►

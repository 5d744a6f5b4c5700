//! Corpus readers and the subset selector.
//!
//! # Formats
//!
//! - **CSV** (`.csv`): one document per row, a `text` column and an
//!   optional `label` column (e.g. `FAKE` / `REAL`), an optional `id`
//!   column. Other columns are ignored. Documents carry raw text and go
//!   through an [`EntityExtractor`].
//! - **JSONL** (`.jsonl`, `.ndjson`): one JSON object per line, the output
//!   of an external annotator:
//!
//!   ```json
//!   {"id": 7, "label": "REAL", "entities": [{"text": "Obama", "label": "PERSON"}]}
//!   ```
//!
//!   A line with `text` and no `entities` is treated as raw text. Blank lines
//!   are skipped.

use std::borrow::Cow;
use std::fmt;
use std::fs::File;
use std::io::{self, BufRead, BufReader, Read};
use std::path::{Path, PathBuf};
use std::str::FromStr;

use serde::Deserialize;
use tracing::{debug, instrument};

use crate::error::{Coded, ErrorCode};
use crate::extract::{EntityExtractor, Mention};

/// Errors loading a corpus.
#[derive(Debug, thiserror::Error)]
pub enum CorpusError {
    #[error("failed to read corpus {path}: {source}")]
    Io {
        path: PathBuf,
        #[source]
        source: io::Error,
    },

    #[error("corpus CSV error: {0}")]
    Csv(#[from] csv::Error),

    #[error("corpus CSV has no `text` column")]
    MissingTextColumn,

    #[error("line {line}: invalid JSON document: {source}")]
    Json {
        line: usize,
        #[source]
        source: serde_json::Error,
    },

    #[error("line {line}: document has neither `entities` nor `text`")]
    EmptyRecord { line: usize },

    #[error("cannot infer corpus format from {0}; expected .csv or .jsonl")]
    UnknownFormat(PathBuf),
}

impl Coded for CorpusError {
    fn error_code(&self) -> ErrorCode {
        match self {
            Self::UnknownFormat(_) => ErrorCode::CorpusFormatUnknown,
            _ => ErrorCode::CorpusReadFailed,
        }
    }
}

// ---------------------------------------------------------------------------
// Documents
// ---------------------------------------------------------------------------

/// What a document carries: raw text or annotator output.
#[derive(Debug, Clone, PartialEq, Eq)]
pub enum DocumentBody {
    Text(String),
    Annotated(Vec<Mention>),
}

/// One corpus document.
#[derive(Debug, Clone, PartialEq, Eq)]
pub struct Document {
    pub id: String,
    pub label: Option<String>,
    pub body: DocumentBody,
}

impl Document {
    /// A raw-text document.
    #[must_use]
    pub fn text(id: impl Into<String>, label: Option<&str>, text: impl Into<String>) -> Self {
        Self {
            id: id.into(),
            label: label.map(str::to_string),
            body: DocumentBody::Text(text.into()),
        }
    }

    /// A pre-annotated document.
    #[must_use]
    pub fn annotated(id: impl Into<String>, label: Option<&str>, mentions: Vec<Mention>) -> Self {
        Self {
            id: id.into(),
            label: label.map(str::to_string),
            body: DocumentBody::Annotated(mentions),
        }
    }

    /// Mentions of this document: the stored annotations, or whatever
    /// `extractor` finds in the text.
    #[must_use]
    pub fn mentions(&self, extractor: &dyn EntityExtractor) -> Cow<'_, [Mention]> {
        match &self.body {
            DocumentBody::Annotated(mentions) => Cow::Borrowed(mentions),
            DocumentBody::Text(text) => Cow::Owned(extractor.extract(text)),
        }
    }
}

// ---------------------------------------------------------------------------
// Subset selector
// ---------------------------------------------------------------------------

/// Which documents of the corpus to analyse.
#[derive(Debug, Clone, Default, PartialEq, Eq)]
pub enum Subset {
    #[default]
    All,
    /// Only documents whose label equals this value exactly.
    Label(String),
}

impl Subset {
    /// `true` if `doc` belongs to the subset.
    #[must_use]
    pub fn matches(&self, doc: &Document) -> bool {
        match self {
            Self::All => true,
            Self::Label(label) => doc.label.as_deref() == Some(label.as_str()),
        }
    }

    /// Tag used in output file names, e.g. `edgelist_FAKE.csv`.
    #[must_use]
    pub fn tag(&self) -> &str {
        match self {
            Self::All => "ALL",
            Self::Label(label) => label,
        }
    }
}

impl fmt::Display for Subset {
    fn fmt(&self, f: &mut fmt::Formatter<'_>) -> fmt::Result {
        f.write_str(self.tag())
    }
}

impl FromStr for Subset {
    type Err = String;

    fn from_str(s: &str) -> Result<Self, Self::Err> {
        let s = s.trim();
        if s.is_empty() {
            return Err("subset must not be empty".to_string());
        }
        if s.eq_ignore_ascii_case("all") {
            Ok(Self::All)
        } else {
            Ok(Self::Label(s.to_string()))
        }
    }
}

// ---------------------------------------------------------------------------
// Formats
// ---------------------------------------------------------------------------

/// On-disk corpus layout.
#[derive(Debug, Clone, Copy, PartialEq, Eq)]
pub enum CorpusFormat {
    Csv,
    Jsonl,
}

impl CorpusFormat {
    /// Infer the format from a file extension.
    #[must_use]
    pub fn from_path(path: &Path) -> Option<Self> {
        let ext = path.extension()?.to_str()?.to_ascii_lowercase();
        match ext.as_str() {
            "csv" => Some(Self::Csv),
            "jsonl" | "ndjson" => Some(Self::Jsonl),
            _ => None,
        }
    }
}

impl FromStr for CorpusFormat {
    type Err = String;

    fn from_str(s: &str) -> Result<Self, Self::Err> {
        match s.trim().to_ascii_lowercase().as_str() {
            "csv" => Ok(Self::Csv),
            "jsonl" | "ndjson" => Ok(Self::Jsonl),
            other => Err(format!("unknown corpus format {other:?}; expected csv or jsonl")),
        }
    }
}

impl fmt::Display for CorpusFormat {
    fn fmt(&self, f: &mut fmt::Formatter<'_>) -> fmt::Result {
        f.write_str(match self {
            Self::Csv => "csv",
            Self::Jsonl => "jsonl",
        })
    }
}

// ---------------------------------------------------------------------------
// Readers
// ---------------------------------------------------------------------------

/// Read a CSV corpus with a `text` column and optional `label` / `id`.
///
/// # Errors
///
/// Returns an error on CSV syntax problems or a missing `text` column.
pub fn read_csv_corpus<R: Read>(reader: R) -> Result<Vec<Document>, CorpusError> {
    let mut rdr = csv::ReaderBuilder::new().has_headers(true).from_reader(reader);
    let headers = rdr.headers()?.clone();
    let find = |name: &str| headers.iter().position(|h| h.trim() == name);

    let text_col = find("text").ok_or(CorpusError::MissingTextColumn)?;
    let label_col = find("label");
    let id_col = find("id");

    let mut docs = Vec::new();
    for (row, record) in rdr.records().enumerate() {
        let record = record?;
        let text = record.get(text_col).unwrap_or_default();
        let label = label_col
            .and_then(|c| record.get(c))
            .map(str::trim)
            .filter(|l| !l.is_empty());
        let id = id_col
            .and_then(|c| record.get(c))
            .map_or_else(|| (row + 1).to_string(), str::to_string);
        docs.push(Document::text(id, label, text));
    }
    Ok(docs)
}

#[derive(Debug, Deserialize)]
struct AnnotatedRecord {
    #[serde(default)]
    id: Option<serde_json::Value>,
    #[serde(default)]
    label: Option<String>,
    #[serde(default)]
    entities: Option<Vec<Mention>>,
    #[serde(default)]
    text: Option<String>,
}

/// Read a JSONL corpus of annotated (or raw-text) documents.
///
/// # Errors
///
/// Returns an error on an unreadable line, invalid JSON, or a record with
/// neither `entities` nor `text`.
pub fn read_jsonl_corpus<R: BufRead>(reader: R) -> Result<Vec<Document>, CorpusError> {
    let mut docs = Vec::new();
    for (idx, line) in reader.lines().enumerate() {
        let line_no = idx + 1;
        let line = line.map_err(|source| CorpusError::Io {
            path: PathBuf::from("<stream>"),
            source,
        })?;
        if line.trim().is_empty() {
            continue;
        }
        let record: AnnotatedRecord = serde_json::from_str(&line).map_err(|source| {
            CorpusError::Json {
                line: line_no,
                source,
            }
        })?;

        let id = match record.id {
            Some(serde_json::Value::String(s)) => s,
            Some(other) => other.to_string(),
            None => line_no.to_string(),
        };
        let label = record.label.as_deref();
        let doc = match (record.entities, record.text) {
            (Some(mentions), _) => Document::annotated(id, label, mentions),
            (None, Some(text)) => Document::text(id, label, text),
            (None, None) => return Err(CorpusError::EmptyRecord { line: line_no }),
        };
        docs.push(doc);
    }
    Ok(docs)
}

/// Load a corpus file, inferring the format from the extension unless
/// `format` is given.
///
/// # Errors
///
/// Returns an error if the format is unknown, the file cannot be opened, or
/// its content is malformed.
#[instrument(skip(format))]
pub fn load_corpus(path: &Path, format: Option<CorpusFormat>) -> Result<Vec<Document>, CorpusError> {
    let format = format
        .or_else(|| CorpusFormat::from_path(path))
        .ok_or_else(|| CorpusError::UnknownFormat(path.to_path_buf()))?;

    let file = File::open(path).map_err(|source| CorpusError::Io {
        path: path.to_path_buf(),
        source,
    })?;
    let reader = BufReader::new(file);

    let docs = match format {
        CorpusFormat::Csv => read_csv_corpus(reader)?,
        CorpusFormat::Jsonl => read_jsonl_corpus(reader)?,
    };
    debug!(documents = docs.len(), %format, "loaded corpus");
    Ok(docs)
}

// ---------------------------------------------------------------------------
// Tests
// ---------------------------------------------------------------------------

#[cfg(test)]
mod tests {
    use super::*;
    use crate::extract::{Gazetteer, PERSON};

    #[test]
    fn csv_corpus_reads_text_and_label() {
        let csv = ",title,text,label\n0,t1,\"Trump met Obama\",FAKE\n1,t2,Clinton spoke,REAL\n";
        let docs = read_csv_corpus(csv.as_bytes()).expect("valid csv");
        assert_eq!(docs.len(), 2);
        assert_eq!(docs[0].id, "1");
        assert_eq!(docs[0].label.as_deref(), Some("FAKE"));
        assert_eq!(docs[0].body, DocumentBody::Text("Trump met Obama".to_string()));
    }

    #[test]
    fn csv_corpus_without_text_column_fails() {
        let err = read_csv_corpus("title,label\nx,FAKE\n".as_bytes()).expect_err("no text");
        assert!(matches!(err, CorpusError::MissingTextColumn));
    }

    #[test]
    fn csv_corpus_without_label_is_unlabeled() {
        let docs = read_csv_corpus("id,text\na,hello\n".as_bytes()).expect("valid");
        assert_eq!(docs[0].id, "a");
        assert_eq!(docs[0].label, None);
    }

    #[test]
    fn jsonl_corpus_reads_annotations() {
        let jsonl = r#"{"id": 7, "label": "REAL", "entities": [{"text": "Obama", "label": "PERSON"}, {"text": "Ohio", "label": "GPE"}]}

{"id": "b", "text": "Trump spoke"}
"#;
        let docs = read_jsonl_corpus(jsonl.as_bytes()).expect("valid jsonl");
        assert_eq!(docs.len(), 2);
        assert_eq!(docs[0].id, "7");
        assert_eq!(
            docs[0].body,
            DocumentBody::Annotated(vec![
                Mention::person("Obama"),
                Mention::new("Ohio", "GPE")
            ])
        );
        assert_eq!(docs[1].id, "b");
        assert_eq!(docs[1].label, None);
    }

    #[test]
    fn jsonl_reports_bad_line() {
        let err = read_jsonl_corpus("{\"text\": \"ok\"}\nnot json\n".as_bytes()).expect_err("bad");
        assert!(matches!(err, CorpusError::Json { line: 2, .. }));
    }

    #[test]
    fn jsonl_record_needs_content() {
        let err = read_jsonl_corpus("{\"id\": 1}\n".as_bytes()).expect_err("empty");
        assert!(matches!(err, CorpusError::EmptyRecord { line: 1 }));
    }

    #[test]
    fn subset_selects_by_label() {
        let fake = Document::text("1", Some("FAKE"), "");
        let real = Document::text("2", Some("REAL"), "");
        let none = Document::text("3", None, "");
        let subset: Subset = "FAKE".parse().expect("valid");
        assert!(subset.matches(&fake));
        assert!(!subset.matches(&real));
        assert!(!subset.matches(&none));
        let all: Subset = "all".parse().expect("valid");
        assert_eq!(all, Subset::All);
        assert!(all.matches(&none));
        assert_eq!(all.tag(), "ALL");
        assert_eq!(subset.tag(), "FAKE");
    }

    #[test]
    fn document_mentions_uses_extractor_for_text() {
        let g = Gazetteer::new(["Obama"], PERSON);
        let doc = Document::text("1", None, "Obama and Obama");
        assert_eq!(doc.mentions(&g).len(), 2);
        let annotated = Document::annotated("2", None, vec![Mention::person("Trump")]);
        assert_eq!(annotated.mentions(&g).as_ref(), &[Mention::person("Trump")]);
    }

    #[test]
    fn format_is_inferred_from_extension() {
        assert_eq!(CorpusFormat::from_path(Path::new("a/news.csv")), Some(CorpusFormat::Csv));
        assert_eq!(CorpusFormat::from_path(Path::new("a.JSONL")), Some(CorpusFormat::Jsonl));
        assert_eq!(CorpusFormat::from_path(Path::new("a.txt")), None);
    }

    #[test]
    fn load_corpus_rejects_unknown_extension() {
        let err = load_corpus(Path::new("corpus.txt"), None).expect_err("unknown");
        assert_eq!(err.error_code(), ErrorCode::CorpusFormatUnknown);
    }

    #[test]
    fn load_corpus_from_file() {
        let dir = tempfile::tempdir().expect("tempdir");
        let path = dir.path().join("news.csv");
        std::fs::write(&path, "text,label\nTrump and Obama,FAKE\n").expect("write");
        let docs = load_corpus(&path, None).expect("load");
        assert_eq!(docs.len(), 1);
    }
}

◄

• [WHAT NEEDS TO BE DONE]:
Every line containing the string "UnknownFormat" is required; copy each such line from the data.

• [RESULT OF THE EXERCISE]:
    UnknownFormat(PathBuf),
            Self::UnknownFormat(_) => ErrorCode::CorpusFormatUnknown,
        .ok_or_else(|| CorpusError::UnknownFormat(path.to_path_buf()))?;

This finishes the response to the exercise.